Saturday, September 18, 2010, PM | Leave Comment
Good customer service means creating entire shopping experience. In other words, if someone enters your place of click-and-mortar – CAM – business, from the moment customers step through the door of your business to the moment they walk out [or exit], your job is to make that experience a positive one and one in which they will come back again and again.
[Click-and-mortar – CAM – describes a store that exists online as well as in the physical world.] New customers should be able to have learned more and have gained pleasant experience so that they will repeat their visit many times over.
Don’t open a shop unless you know how to smile
It’s an old Jewish proverb (from Zingerman’s Guide to Giving Great Service) and it has proven time and again to be true. The basic mantra that is pressed upon in schools and businesses is “The customer is always right.” However, along with that, customer service must entail educating and informing customers about the business in general and a product in particular. It can be termed as total customer experience – on the pleasant side.
Good customer service begins with how you have laid out your CAM business and whether you were successful in making it easy for the customers to navigate and simply get around. It’s about an entire shopping experience. Your job is to make that experience a positive one and one in which they will want to come back.

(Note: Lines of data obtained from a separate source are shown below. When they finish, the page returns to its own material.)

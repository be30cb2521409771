use fsgen_script_model::{RawSignalPoint, ScriptTunables};
use fsgen_tracking_core::postprocess::{simplify, SignalPostProcessor};
use proptest::prelude::*;

/// Strategy: a sparse raw series with strictly increasing frames and
/// arbitrary (even out-of-range) distances.
fn raw_series() -> impl Strategy<Value = Vec<RawSignalPoint>> {
    prop::collection::vec((1u64..20, -20i32..130), 0..40).prop_map(|steps| {
        let mut frame = 0u64;
        steps
            .into_iter()
            .map(|(gap, distance)| {
                frame += gap;
                RawSignalPoint { frame, distance }
            })
            .collect()
    })
}

fn tunables() -> impl Strategy<Value = ScriptTunables> {
    (
        any::<bool>(),
        0u32..=20,
        0u32..=20,
        any::<bool>(),
        0i32..=15,
        80i32..=100,
        any::<bool>(),
        2.0f64..=10.0,
        prop_oneof![Just(5i32), Just(10i32)],
    )
        .prop_map(
            |(boost, up, down, threshold, low, high, simp, factor, unit)| ScriptTunables {
                boost_enabled: boost,
                boost_up_percent: up,
                boost_down_percent: down,
                threshold_enabled: threshold,
                threshold_low: low,
                threshold_high: high,
                simplification_enabled: simp,
                simplification_factor: factor,
                rounding_unit: unit,
            },
        )
}

proptest! {
    /// Every exported position is in [0, 100], whatever the input.
    #[test]
    fn positions_always_within_range(points in raw_series(), t in tunables()) {
        let processor = SignalPostProcessor::new(t);
        for point in processor.process(&points) {
            prop_assert!((0..=100).contains(&point.distance));
        }
    }

    /// Simplifying an already-simplified series changes nothing.
    #[test]
    fn simplification_is_idempotent(points in raw_series(), factor in 2.0f64..=10.0) {
        let once = simplify(&points, factor);
        let twice = simplify(&once, factor);
        prop_assert_eq!(once, twice);
    }

    /// The first and last raw points survive the whole chain.
    #[test]
    fn endpoints_survive_processing(points in raw_series(), t in tunables()) {
        let processor = SignalPostProcessor::new(t);
        let output = processor.process(&points);
        prop_assert_eq!(output.len().min(2), points.len().min(2));
        if let (Some(first), Some(last)) = (points.first(), points.last()) {
            prop_assert_eq!(output.first().map(|p| p.frame), Some(first.frame));
            prop_assert_eq!(output.last().map(|p| p.frame), Some(last.frame));
        }
    }

    /// Frame indices stay strictly increasing through the chain.
    #[test]
    fn frames_stay_strictly_increasing(points in raw_series(), t in tunables()) {
        let processor = SignalPostProcessor::new(t);
        let output = processor.process(&points);
        for pair in output.windows(2) {
            prop_assert!(pair[0].frame < pair[1].frame);
        }
    }
}
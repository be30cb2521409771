//! Detection store: per-frame records with priority-ordered retrieval.

use std::collections::BTreeMap;

use fsgen_script_model::{ClassTable, DetectionRecord};

/// Holds all detection records for a video, indexed by frame.
///
/// Insertion order is irrelevant; retrieval sorts by the class-priority
/// table (stable, so ties keep insertion order). This guarantees the anchor
/// class is always evaluated before secondary part classes within a frame.
#[derive(Debug, Clone)]
pub struct DetectionStore {
    frames: BTreeMap<u64, Vec<DetectionRecord>>,
    classes: ClassTable,
}

impl DetectionStore {
    pub fn new(classes: ClassTable) -> Self {
        Self {
            frames: BTreeMap::new(),
            classes,
        }
    }

    /// Build a store from an iterator of records.
    pub fn from_records(
        records: impl IntoIterator<Item = DetectionRecord>,
        classes: ClassTable,
    ) -> Self {
        let mut store = Self::new(classes);
        for record in records {
            store.add(record);
        }
        store
    }

    /// Append a record to its frame's list. No dedup, no ordering guarantee.
    pub fn add(&mut self, record: DetectionRecord) {
        self.frames
            .entry(record.frame_index)
            .or_default()
            .push(record);
    }

    /// Records for a frame, sorted by class priority (lower rank first),
    /// ties broken by insertion order.
    pub fn boxes_for(&self, frame: u64) -> Vec<&DetectionRecord> {
        let Some(records) = self.frames.get(&frame) else {
            return Vec::new();
        };
        let mut sorted: Vec<&DetectionRecord> = records.iter().collect();
        sorted.sort_by_key(|r| self.classes.priority_for(r.class_id));
        sorted
    }

    /// Ordered frame indices that have at least one record.
    pub fn frames_with_data(&self) -> Vec<u64> {
        self.frames.keys().copied().collect()
    }

    /// Whether the given frame has any records.
    pub fn has_frame(&self, frame: u64) -> bool {
        self.frames.contains_key(&frame)
    }

    /// Total record count across all frames.
    pub fn len(&self) -> usize {
        self.frames.values().map(Vec::len).sum()
    }

    pub fn is_empty(&self) -> bool {
        self.frames.is_empty()
    }

    /// The class table this store sorts with.
    pub fn classes(&self) -> &ClassTable {
        &self.classes
    }

    /// All records in frame order, for re-serialization.
    pub fn records(&self) -> impl Iterator<Item = &DetectionRecord> {
        self.frames.values().flatten()
    }
}
//! Show statistics for a script.

use std::path::PathBuf;

use fsgen_report::summarize;
use fsgen_script_model::Funscript;

pub fn run(script: PathBuf) -> anyhow::Result<()> {
    let loaded = Funscript::load(&script)
        .map_err(|e| anyhow::anyhow!("Failed to load script {}: {e}", script.display()))?;

    let stats = summarize(&loaded.actions);

    println!("Script: {}", script.display());
    println!("  version:      {}", loaded.version);
    println!("  range:        0–{}", loaded.range);
    println!("  actions:      {}", stats.point_count);
    println!("  duration:     {} ms", stats.duration_ms);
    println!("  positions:    {}..{} (mean {:.1})", stats.min_pos, stats.max_pos, stats.mean_pos);
    println!("  longest gap:  {} ms", stats.longest_gap_ms);

    print!("  distribution:");
    for (bucket, count) in stats.distribution.iter().enumerate() {
        print!(" {}0s:{}", bucket, count);
    }
    println!();

    if !loaded.metadata.is_empty() {
        println!("  metadata:");
        for (key, value) in &loaded.metadata {
            println!("    {key}: {value}");
        }
    }

    Ok(())
}
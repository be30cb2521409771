//! fsgen Common Utilities
//!
//! Shared infrastructure for all fsgen crates:
//! - Error types and result aliases
//! - Frame/time conversion utilities
//! - Tracing/logging initialization
//! - Configuration loading

pub mod clock;
pub mod config;
pub mod error;
pub mod logging;

pub use clock::*;
pub use config::*;
pub use error::*;
pub mod compare;
pub mod info;
pub mod regen;
pub mod track;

First impression is the last impression
Remember this old adage? I don’t agree with it entirely but there is some truth to it. If you have an online business [and who doesn’t?], your writing should show the happy and pleasant “face” of yours. It starts at the front of your CAM business. A clean, uncluttered entryway with clear signage directing them to departments [and categories.]
Inform and educate
One of the roles of an independent CAM retailer is to make selections of merchandise based on their own knowledge and research. Along with that, it must help inform and educate the customer. Make sure that the shopper understands what they are buying. It can often help avoid returns later when they get home.
In a Nutshell
More than anything else, listen to your customers, even when they are complaining, or just simply wrong. Listening – and apologizing for mistakes is quite rare in retail settings these days. It can actually get wonderful results.